# cleaning kit



## Meatpuppy (Dec 16, 2009)

What should a basic cleanin kit consist of?


----------



## Steve M1911A1 (Feb 6, 2008)

*Basic Cleaning Kit:*
• _Steel_ rod, longer than barrel (preferably one-piece, rather than jointed). Do not use a rod the surface of which is softer than the steel of your gun's barrel, because you want grit to embed into the barrel and cut the rod, not embed into the rod and cut the barrel. (A bore snake, properly used, can substitute for rod and brush; but you still need a rod and patches to do the job correctly.)
• _Bronze_ brush of proper size to be a little tight in the bore. (If for a revolver, the brush should fit the chambers, too. Sometimes they're larger than the bore.)
• Patch tip, either push-type or slotted type. (Brass is better than aluminum.)
• Coarse-textured cloth patches (pillow ticking or light canvas, maybe).
• High-quality, all-purpose solvent (like Hoppe's #9).
• High-quality gun oil. (_WD-40 is *not* gun oil_.)

*Useful Accessories:*
• Chamber brush (for rifle).
• Oil- or silicone-impregnated wiping cloth.
• Preservative (like Boeshield, for instance).
• Toothbrush (used is OK).
• Lewis Lead Remover (from Brownell's).

More suggestions, anybody?


----------



## cougartex (Jan 2, 2010)

Boresnake. :mrgreen:


----------



## Todd (Jul 3, 2006)

cougartex said:


> Boresnake. :mrgreen:


+1 on that. They are great, especially for a quick run through at the range.


----------



## dosborn (Apr 17, 2009)

cougartex said:


> Boresnake. :mrgreen:


I second that. Can't remember the last time I had to use a bore brush.
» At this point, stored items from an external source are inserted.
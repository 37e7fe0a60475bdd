use super::*;

/// Tests finding a degree by its exact name.
///
/// Expected: Ok(Some) for the stored name, Ok(None) for a different casing
#[tokio::test]
async fn finds_degree_by_exact_name() -> Result<(), DbErr> {
    let mut test = TestBuilder::new().with_faculty_tables().build().await.unwrap();
    let db = test.database().await.unwrap();

    factory::degree::DegreeFactory::new(db)
        .name("Master")
        .build()
        .await?;

    let repo = DegreeRepository::new(db);

    assert!(repo.find_by_name("Master").await?.is_some());
    assert!(repo.find_by_name("Doctor").await?.is_none());

    Ok(())
}
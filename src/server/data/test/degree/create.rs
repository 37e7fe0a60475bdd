use super::*;

/// Tests creating a new degree.
///
/// Verifies that the repository stores every field and stamps both timestamps with the
/// same instant.
///
/// Expected: Ok with degree created
#[tokio::test]
async fn creates_degree() -> Result<(), DbErr> {
    let mut test = TestBuilder::new().with_faculty_tables().build().await.unwrap();
    let db = test.database().await.unwrap();

    let repo = DegreeRepository::new(db);
    let degree = repo.create(param("Thạc sĩ")).await?;

    assert!(degree.id > 0);
    assert_eq!(degree.name, "Thạc sĩ");
    assert_eq!(degree.coefficient, 1.2);
    assert_eq!(degree.specialization, "Computer Science");
    assert_eq!(degree.created_at, degree.updated_at);

    let stored = entity::prelude::Degree::find_by_id(degree.id).one(db).await?;
    assert!(stored.is_some());

    Ok(())
}

/// Tests that the unique index on degree name rejects a second insert.
///
/// Expected: Err with a unique constraint violation
#[tokio::test]
async fn rejects_duplicate_name() -> Result<(), DbErr> {
    let mut test = TestBuilder::new().with_faculty_tables().build().await.unwrap();
    let db = test.database().await.unwrap();

    let repo = DegreeRepository::new(db);
    repo.create(param("Tiến sĩ")).await?;
    let result = repo.create(param("Tiến sĩ")).await;

    let err = result.unwrap_err();
    assert!(matches!(
        err.sql_err(),
        Some(sea_orm::SqlErr::UniqueConstraintViolation(_))
    ));

    Ok(())
}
It's nice to have a little copper solvent handy too, especially if you shoot plated (not jacketed) bullets.

Then, a tackle box (on sale at WM or garage sale) to put it all in.


----------



## thelonerang3r (Jul 30, 2009)

If you plan on storing the solvent in a tackle box, make sure it's tall enough the bottle can sit upright. I had a bottle of Hoppes eat through the bottom of one. Ever try to get plastic off a cleaning rod?:smt076


----------



## chris441 (Sep 6, 2009)

Todd said:


> +1 on that. They are great, especially for a quick run through at the range.


How do you all clean the boresnake once its dirty?


----------



## Poink88 (Feb 11, 2010)

Good info to have.

Thanks!


----------



## bruce333 (Sep 1, 2006)

chris441 said:


> How do you all clean the boresnake once its dirty?


I tie 'em in an old sock and toss it in the washing machine with my shop rags.


----------



## flieger67 (Dec 15, 2009)

A "+1" from me on the suggestion for the boresnake and for washing said snake in a knotted sock.

I would also recommend a few other items for your cleaning box. First, Clenzoil was recommended to me when I got my pistol a few weeks ago and it works great: it cleans and lubricates. Here's a link to Clenzoil for firearms: Clenzoil Field & Range Second, depending on your firearm, you may also want a little bottle of Flitz for cleaning up the shiny parts (like rails and maybe the feed ramp).

One other thing to be careful of when cleaning is that you don't over-lubricate your guns. Believe it or not, that's actually detrimental to reliable operation and often with petroleum products, too much lubricant actually attracts dirt, dust and gunk which can cause the gun to fail to operate.


----------



## Poink88 (Feb 11, 2010)

Thanks. This is good info for newbies like me.


----------